Un Opinel de 12 cm sorti de la cuisine familiale
L'enquête menée par le parquet de Toulon a très vite établi la préméditation de l'acte. L'agresseur, un collégien de 14 ans, n'a pas agi sous l'impulsion d'un instant de colère aveugle dans la cour de récréation. Le matin du 3 février, avant de quitter le domicile familial, il s'est rendu dans la cuisine et a emporté un Opinel doté d'une lame de 12 centimètres. L'arme, un couteau de poche courant dans les ménages français, devient le vecteur d'un projet mûri depuis plusieurs jours. Le procureur de la République Raphaël Balland a rapporté les déclarations de l'adolescent lors de sa garde à vue : il voulait « planter » sa professeure d'arts plastiques car il avait « trop de haine » contre elle. La motivation invoquée renvoie à des signalements disciplinaires effectués par l'enseignante sur Pronote, le logiciel de vie scolaire.
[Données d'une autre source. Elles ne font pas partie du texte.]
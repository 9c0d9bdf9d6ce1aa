//! Error types for telemetry operations.

use std::error::Error;
use std::fmt::{self, Display, Formatter};
use std::string::FromUtf8Error;

use prometheus::Error as PrometheusError;
use tracing_subscriber::util::TryInitError;

use crate::init::LogFormat;

/// Result alias for telemetry operations.
pub type Result<T> = std::result::Result<T, TelemetryError>;

/// Point in a collector's life where it failed.
#[derive(Debug, Clone, Copy, PartialEq, Eq)]
pub enum CollectorStage {
    /// Constructing the collector from its options.
    Build,
    /// Adding the collector to the registry.
    Register,
}

/// Errors raised by telemetry helpers.
#[derive(Debug)]
pub enum TelemetryError {
    /// A global subscriber was already installed.
    SubscriberInstall {
        /// Format that was being installed.
        format: LogFormat,
        /// Underlying subscriber error.
        source: TryInitError,
    },
    /// An upload counter could not be set up.
    Collector {
        /// Metric name.
        metric: &'static str,
        /// Step that failed.
        stage: CollectorStage,
        /// Underlying Prometheus error.
        source: PrometheusError,
    },
    /// Text exposition of the registry failed.
    Render {
        /// Underlying Prometheus error.
        source: PrometheusError,
    },
    /// Exposition output was not UTF-8.
    RenderUtf8 {
        /// Underlying conversion error.
        source: FromUtf8Error,
    },
}

impl Display for TelemetryError {
    fn fmt(&self, formatter: &mut Formatter<'_>) -> fmt::Result {
        match self {
            Self::SubscriberInstall { .. } => formatter.write_str("log subscriber already installed"),
            Self::Collector {
                stage: CollectorStage::Build,
                ..
            } => formatter.write_str("upload metric could not be built"),
            Self::Collector {
                stage: CollectorStage::Register,
                ..
            } => formatter.write_str("upload metric could not be registered"),
            Self::Render { .. } => formatter.write_str("metrics exposition failed"),
            Self::RenderUtf8 { .. } => formatter.write_str("metrics exposition was not utf-8"),
        }
    }
}

impl Error for TelemetryError {
    fn source(&self) -> Option<&(dyn Error + 'static)> {
        match self {
            Self::SubscriberInstall { source, .. } => Some(source),
            Self::Collector { source, .. } | Self::Render { source } => Some(source),
            Self::RenderUtf8 { source } => Some(source),
        }
    }
}

#[cfg(test)]
mod tests {
    use super::*;

    #[test]
    fn collector_errors_name_the_failing_stage() {
        let build = TelemetryError::Collector {
            metric: "files_uploaded_total",
            stage: CollectorStage::Build,
            source: PrometheusError::Msg("bad label".into()),
        };
        let register = TelemetryError::Collector {
            metric: "files_uploaded_total",
            stage: CollectorStage::Register,
            source: PrometheusError::AlreadyReg,
        };
        assert_eq!(build.to_string(), "upload metric could not be built");
        assert_eq!(register.to_string(), "upload metric could not be registered");
        assert!(build.source().is_some());
    }

    #[test]
    fn render_errors_keep_their_source() {
        let invalid = String::from_utf8(vec![0xff]).err();
        let Some(source) = invalid else {
            return;
        };
        let err = TelemetryError::RenderUtf8 { source };
        assert_eq!(err.to_string(), "metrics exposition was not utf-8");
        assert!(err.source().is_some());
    }
}
//! Prometheus-backed metrics registry and snapshot helpers.
//!
//! # Design
//! - Encapsulates collector registration to keep the public API small.
//! - Exposes the counters an upload job moves: delivered files, retries,
//!   server throttling, fallbacks, groups, and fan-out failures.

use std::sync::Arc;

use prometheus::{Encoder, IntCounter, IntCounterVec, IntGauge, Opts, Registry, TextEncoder};
use serde::Serialize;

use crate::error::{CollectorStage, Result, TelemetryError};

/// Fan-out destination class used as a metric label.
#[derive(Debug, Clone, Copy, PartialEq, Eq)]
pub enum FanoutTarget {
    /// The owner's private chat.
    BotPm,
    /// A secondary log destination.
    Log,
    /// A per-job dump destination.
    Dump,
}

impl FanoutTarget {
    /// Label value recorded on the fan-out counter.
    #[must_use]
    pub const fn as_str(self) -> &'static str {
        match self {
            Self::BotPm => "bot_pm",
            Self::Log => "log",
            Self::Dump => "dump",
        }
    }
}

/// Prometheus-backed metrics registry shared by upload jobs.
#[derive(Clone)]
pub struct Metrics {
    inner: Arc<MetricsInner>,
}

struct MetricsInner {
    registry: Registry,
    files_uploaded_total: IntCounterVec,
    files_corrupted_total: IntCounter,
    send_retries_total: IntCounter,
    flood_waits_total: IntCounter,
    document_fallbacks_total: IntCounter,
    groups_flushed_total: IntCounter,
    fanout_failures_total: IntCounterVec,
    bytes_uploaded_total: IntCounter,
    active_jobs: IntGauge,
}

/// Snapshot of selected gauges and counters for health reporting.
#[derive(Debug, Clone, Serialize)]
pub struct MetricsSnapshot {
    /// Jobs currently running.
    pub active_jobs: i64,
    /// Files that could not be delivered.
    pub files_corrupted_total: u64,
    /// Send attempts retried after a failure.
    pub send_retries_total: u64,
    /// Server-imposed waits honoured.
    pub flood_waits_total: u64,
    /// Sends re-routed as documents after malformed-media rejections.
    pub document_fallbacks_total: u64,
    /// Grouped posts flushed.
    pub groups_flushed_total: u64,
    /// Bytes delivered to the platform.
    pub bytes_uploaded_total: u64,
}

fn collector<T>(metric: &'static str, built: prometheus::Result<T>) -> Result<T> {
    built.map_err(|source| TelemetryError::Collector {
        metric,
        stage: CollectorStage::Build,
        source,
    })
}

impl Metrics {
    /// Construct a new metrics registry with the standard collectors registered.
    ///
    /// # Errors
    ///
    /// Returns an error if any of the Prometheus collectors cannot be
    /// registered.
    pub fn new() -> Result<Self> {
        let registry = Registry::new();

        let files_uploaded_total = collector(
            "files_uploaded_total",
            IntCounterVec::new(
                Opts::new("files_uploaded_total", "Files delivered by media kind"),
                &["kind"],
            ),
        )?;
        let files_corrupted_total = collector(
            "files_corrupted_total",
            IntCounter::with_opts(Opts::new(
                "files_corrupted_total",
                "Files skipped as empty or undeliverable",
            )),
        )?;
        let send_retries_total = collector(
            "send_retries_total",
            IntCounter::with_opts(Opts::new(
                "send_retries_total",
                "Send attempts retried after a failure",
            )),
        )?;
        let flood_waits_total = collector(
            "flood_waits_total",
            IntCounter::with_opts(Opts::new(
                "flood_waits_total",
                "Server-imposed waits honoured before resending",
            )),
        )?;
        let document_fallbacks_total = collector(
            "document_fallbacks_total",
            IntCounter::with_opts(Opts::new(
                "document_fallbacks_total",
                "Media sends re-routed as documents",
            )),
        )?;
        let groups_flushed_total = collector(
            "groups_flushed_total",
            IntCounter::with_opts(Opts::new(
                "groups_flushed_total",
                "Grouped posts flushed",
            )),
        )?;
        let fanout_failures_total = collector(
            "fanout_failures_total",
            IntCounterVec::new(
                Opts::new(
                    "fanout_failures_total",
                    "Copies that failed to reach a secondary destination",
                ),
                &["target"],
            ),
        )?;
        let bytes_uploaded_total = collector(
            "bytes_uploaded_total",
            IntCounter::with_opts(Opts::new(
                "bytes_uploaded_total",
                "Bytes delivered to the platform",
            )),
        )?;
        let active_jobs = collector(
            "active_jobs",
            IntGauge::with_opts(Opts::new("active_jobs", "Upload jobs currently running")),
        )?;

        let register = |metric: &'static str, boxed: Box<dyn prometheus::core::Collector>| {
            registry
                .register(boxed)
                .map_err(|source| TelemetryError::Collector {
                    metric,
                    stage: CollectorStage::Register,
                    source,
                })
        };
        register(
            "files_uploaded_total",
            Box::new(files_uploaded_total.clone()),
        )?;
        register(
            "files_corrupted_total",
            Box::new(files_corrupted_total.clone()),
        )?;
        register("send_retries_total", Box::new(send_retries_total.clone()))?;
        register("flood_waits_total", Box::new(flood_waits_total.clone()))?;
        register(
            "document_fallbacks_total",
            Box::new(document_fallbacks_total.clone()),
        )?;
        register(
            "groups_flushed_total",
            Box::new(groups_flushed_total.clone()),
        )?;
        register(
            "fanout_failures_total",
            Box::new(fanout_failures_total.clone()),
        )?;
        register(
            "bytes_uploaded_total",
            Box::new(bytes_uploaded_total.clone()),
        )?;
        register("active_jobs", Box::new(active_jobs.clone()))?;

        Ok(Self {
            inner: Arc::new(MetricsInner {
                registry,
                files_uploaded_total,
                files_corrupted_total,
                send_retries_total,
                flood_waits_total,
                document_fallbacks_total,
                groups_flushed_total,
                fanout_failures_total,
                bytes_uploaded_total,
                active_jobs,
            }),
        })
    }

    /// Record a delivered file of the given media kind.
    pub fn inc_uploaded(&self, kind: &str, bytes: u64) {
        self.inner
            .files_uploaded_total
            .with_label_values(&[kind])
            .inc();
        self.inner.bytes_uploaded_total.inc_by(bytes);
    }

    /// Record a file counted as corrupted.
    pub fn inc_corrupted(&self) {
        self.inner.files_corrupted_total.inc();
    }

    /// Record a retried send attempt.
    pub fn inc_retry(&self) {
        self.inner.send_retries_total.inc();
    }

    /// Record an honoured flood wait.
    pub fn inc_flood_wait(&self) {
        self.inner.flood_waits_total.inc();
    }

    /// Record a malformed-media fallback to document mode.
    pub fn inc_document_fallback(&self) {
        self.inner.document_fallbacks_total.inc();
    }

    /// Record a flushed group.
    pub fn inc_group_flushed(&self) {
        self.inner.groups_flushed_total.inc();
    }

    /// Record a failed copy to a secondary destination.
    pub fn inc_fanout_failure(&self, target: FanoutTarget) {
        self.inner
            .fanout_failures_total
            .with_label_values(&[target.as_str()])
            .inc();
    }

    /// Mark a job as started.
    pub fn job_started(&self) {
        self.inner.active_jobs.inc();
    }

    /// Mark a job as finished.
    pub fn job_finished(&self) {
        self.inner.active_jobs.dec();
    }

    /// Delivered files of `kind` so far.
    #[must_use]
    pub fn uploaded(&self, kind: &str) -> u64 {
        self.inner
            .files_uploaded_total
            .with_label_values(&[kind])
            .get()
    }

    /// Fan-out failures recorded for `target` so far.
    #[must_use]
    pub fn fanout_failures(&self, target: FanoutTarget) -> u64 {
        self.inner
            .fanout_failures_total
            .with_label_values(&[target.as_str()])
            .get()
    }

    /// Render the metrics registry using the Prometheus text exposition format.
    ///
    /// # Errors
    ///
    /// Returns an error if the metrics cannot be encoded or if the encoded
    /// buffer is not valid UTF-8.
    pub fn render(&self) -> Result<String> {
        let encoder = TextEncoder::new();
        let metric_families = self.inner.registry.gather();
        let mut buffer = Vec::new();
        encoder
            .encode(&metric_families, &mut buffer)
            .map_err(|source| TelemetryError::Render { source })?;
        String::from_utf8(buffer).map_err(|source| TelemetryError::RenderUtf8 { source })
    }

    /// Take a point-in-time snapshot of the most relevant gauges and counters.
    #[must_use]
    pub fn snapshot(&self) -> MetricsSnapshot {
        MetricsSnapshot {
            active_jobs: self.inner.active_jobs.get(),
            files_corrupted_total: self.inner.files_corrupted_total.get(),
            send_retries_total: self.inner.send_retries_total.get(),
            flood_waits_total: self.inner.flood_waits_total.get(),
            document_fallbacks_total: self.inner.document_fallbacks_total.get(),
            groups_flushed_total: self.inner.groups_flushed_total.get(),
            bytes_uploaded_total: self.inner.bytes_uploaded_total.get(),
        }
    }
}

#[cfg(test)]
mod tests {
    use super::*;

    #[test]
    fn metrics_snapshot_reflects_updates() -> Result<()> {
        let metrics = Metrics::new()?;
        metrics.job_started();
        metrics.inc_uploaded("video", 2_048);
        metrics.inc_uploaded("document", 1_024);
        metrics.inc_corrupted();
        metrics.inc_retry();
        metrics.inc_retry();
        metrics.inc_flood_wait();
        metrics.inc_document_fallback();
        metrics.inc_group_flushed();
        metrics.inc_fanout_failure(FanoutTarget::Dump);

        let snapshot = metrics.snapshot();
        assert_eq!(snapshot.active_jobs, 1);
        assert_eq!(snapshot.files_corrupted_total, 1);
        assert_eq!(snapshot.send_retries_total, 2);
        assert_eq!(snapshot.flood_waits_total, 1);
        assert_eq!(snapshot.document_fallbacks_total, 1);
        assert_eq!(snapshot.groups_flushed_total, 1);
        assert_eq!(snapshot.bytes_uploaded_total, 3_072);
        assert_eq!(metrics.uploaded("video"), 1);
        assert_eq!(metrics.fanout_failures(FanoutTarget::Dump), 1);
        assert_eq!(metrics.fanout_failures(FanoutTarget::Log), 0);

        metrics.job_finished();
        assert_eq!(metrics.snapshot().active_jobs, 0);
        Ok(())
    }

    #[test]
    fn render_exposes_registered_collectors() -> Result<()> {
        let metrics = Metrics::new()?;
        metrics.inc_uploaded("audio", 10);
        let rendered = metrics.render()?;
        assert!(rendered.contains("files_uploaded_total"));
        assert!(rendered.contains("bytes_uploaded_total"));
        Ok(())
    }
}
Dix incidents sur Pronote et une vengeance mûrie
Dix incidents avaient été consignés depuis la rentrée de septembre, la moitié provenant de Claudette Pascal, allant du simple oubli de matériel à des propos irrespectueux envers plusieurs professeurs. Le collégien estimait ces remarques injustes. Il avait même prévu de passer à l'acte la semaine précédente, avait apporté un couteau au collège avant de renoncer par peur, et avait informé plusieurs camarades de son intention. Ce 3 février, il n'a plus reculé. Quatre coups ont été portés : trois à l'abdomen et un à l'avant-bras gauche. Mis en examen pour tentative d'assassinat, le jeune garçon a été placé en détention provisoire dans des conditions particulières compte tenu de son âge.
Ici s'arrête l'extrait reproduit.